▶ [Problem to solve]
Report the lines of the data below that contain the string "attempts".

▶ [Data to examine]
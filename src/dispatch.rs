//! Auto-detect dispatch core (C5, spec.md §4.7).
//!
//! A validator never aborts this loop: every op attempt, whether it
//! returns `Err` or panics, becomes an entry in the attempts trace, and the
//! final outcome is decided from the *set* of successful matches only.

use std::panic::{self, AssertUnwindSafe};

use serde::Serialize;
use serde_json::Value;

use crate::chain::DecodedTx;
use crate::error::ValidatorError;
use crate::registry::Registry;
use crate::types::{OperationKind, ValidationArgs, ValidationContext};

/// One op attempt recorded in the dispatch trace.
#[derive(Debug, Clone, Serialize)]
pub struct Attempt {
    #[serde(rename = "type")]
    pub op: OperationKind,
    pub reason: Option<String>,
}

/// The outcome of a single `validate` dispatch (spec.md §3 Validation result).
#[derive(Debug, Clone)]
pub enum ValidationOutcome {
    Safe {
        detected_type: OperationKind,
    },
    Blocked {
        reason: String,
        details: Option<Value>,
    },
}

/// Dispatches a decoded transaction against the validator registered for `yield_id`.
#[tracing::instrument(skip(registry, raw_tx, args, ctx), fields(yield_id))]
pub fn dispatch(
    registry: &Registry,
    yield_id: &str,
    raw_tx: &str,
    user_address: &str,
    args: &ValidationArgs,
    ctx: &ValidationContext,
) -> ValidationOutcome {
    let Some(validator) = registry.get(yield_id) else {
        tracing::warn!(yield_id, "unknown yield id");
        return ValidationOutcome::Blocked {
            reason: "Unknown yield ID".to_string(),
            details: None,
        };
    };
    if raw_tx.is_empty() || user_address.is_empty() {
        tracing::warn!(yield_id, "empty transaction or user address");
        return ValidationOutcome::Blocked {
            reason: "Invalid request parameters".to_string(),
            details: None,
        };
    }

    let family = validator.chain_family();
    let decoded = match DecodedTx::decode(family, raw_tx) {
        Ok(decoded) => decoded,
        Err(err) => {
            tracing::debug!(yield_id, validator = %validator, error = %err, "decode failed");
            let validator_err: ValidatorError = err.into();
            return ValidationOutcome::Blocked {
                reason: validator_err.reason,
                details: validator_err.details,
            };
        }
    };

    let mut trace: Vec<Attempt> = Vec::new();
    let mut matches: Vec<OperationKind> = Vec::new();

    for &op in validator.supported_ops() {
        let outcome = panic::catch_unwind(AssertUnwindSafe(|| {
            validator.validate(&decoded, op, user_address, args, ctx)
        }));
        match outcome {
            Ok(Ok(())) => {
                matches.push(op);
                trace.push(Attempt { op, reason: None });
            }
            Ok(Err(err)) => {
                trace.push(Attempt {
                    op,
                    reason: Some(err.reason),
                });
            }
            Err(panic) => {
                let message = panic_message(&panic);
                trace.push(Attempt {
                    op,
                    reason: Some(message),
                });
            }
        }
    }

    match matches.len() {
        1 => {
            tracing::debug!(yield_id, detected_type = %matches[0], "request classified");
            ValidationOutcome::Safe {
                detected_type: matches[0],
            }
        }
        0 => {
            tracing::debug!(yield_id, "no op pattern matched");
            ValidationOutcome::Blocked {
                reason: "No matching operation pattern found for this transaction".to_string(),
                details: Some(serde_json::json!({
                    "supportedTypes": validator.supported_ops(),
                    "attempts": trace,
                })),
            }
        }
        _ => {
            tracing::warn!(yield_id, matches = ?matches, "ambiguous match");
            ValidationOutcome::Blocked {
                reason: "Ambiguous transaction pattern detected: transaction matches multiple operation types"
                    .to_string(),
                details: Some(serde_json::json!({ "matchedTypes": matches })),
            }
        }
    }
}

fn panic_message(payload: &Box<dyn std::any::Any + Send>) -> String {
    if let Some(s) = payload.downcast_ref::<&str>() {
        s.to_string()
    } else if let Some(s) = payload.downcast_ref::<String>() {
        s.clone()
    } else {
        "validator panicked".to_string()
    }
}

#[cfg(test)]
mod tests {
    use super::*;

    #[test]
    fn unknown_yield_id_is_blocked() {
        let registry = Registry::build().unwrap();
        let outcome = dispatch(
            &registry,
            "does-not-exist",
            "{}",
            "0xuser",
            &ValidationArgs::default(),
            &ValidationContext::default(),
        );
        assert!(matches!(outcome, ValidationOutcome::Blocked { reason, .. } if reason == "Unknown yield ID"));
    }

    #[test]
    fn empty_tx_is_blocked() {
        let registry = Registry::build().unwrap();
        let outcome = dispatch(
            &registry,
            "ethereum-eth-lido-staking",
            "",
            "0xuser",
            &ValidationArgs::default(),
            &ValidationContext::default(),
        );
        assert!(matches!(outcome, ValidationOutcome::Blocked { reason, .. } if reason == "Invalid request parameters"));
    }

    #[test]
    fn unparseable_tx_surfaces_as_blocked_not_panic() {
        let registry = Registry::build().unwrap();
        let outcome = dispatch(
            &registry,
            "ethereum-eth-lido-staking",
            "not json",
            "0xuser",
            &ValidationArgs::default(),
            &ValidationContext::default(),
        );
        assert!(matches!(outcome, ValidationOutcome::Blocked { .. }));
    }
}
//! Per-chain transaction decoders and calldata/instruction introspectors (C1/C2).

pub mod evm;
pub mod solana;
pub mod tron;

use crate::error::DecodeError;

/// Which chain family a validator operates on; determines how
/// `unsigned_tx_bytes` is decoded before any op is attempted.
#[derive(Debug, Clone, Copy, PartialEq, Eq)]
pub enum ChainFamily {
    Evm,
    Solana,
    Tron,
}

/// A transaction decoded into one of the three supported neutral shapes.
#[derive(Debug, Clone)]
pub enum DecodedTx {
    Evm(evm::EvmTransaction),
    Solana(solana::SolanaTransaction),
    Tron(tron::TronTransaction),
}

impl DecodedTx {
    pub fn decode(family: ChainFamily, raw: &str) -> Result<Self, DecodeError> {
        match family {
            ChainFamily::Evm => evm::decode(raw).map(DecodedTx::Evm),
            ChainFamily::Solana => solana::decode(raw).map(DecodedTx::Solana),
            ChainFamily::Tron => tron::decode(raw).map(DecodedTx::Tron),
        }
    }

    pub fn as_evm(&self) -> Option<&evm::EvmTransaction> {
        match self {
            DecodedTx::Evm(tx) => Some(tx),
            _ => None,
        }
    }

    pub fn as_solana(&self) -> Option<&solana::SolanaTransaction> {
        match self {
            DecodedTx::Solana(tx) => Some(tx),
            _ => None,
        }
    }

    pub fn as_tron(&self) -> Option<&tron::TronTransaction> {
        match self {
            DecodedTx::Tron(tx) => Some(tx),
            _ => None,
        }
    }
}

▶ [Result of this exercise]
//! returns `Err` or panics, becomes an entry in the attempts trace, and the
                    "attempts": trace,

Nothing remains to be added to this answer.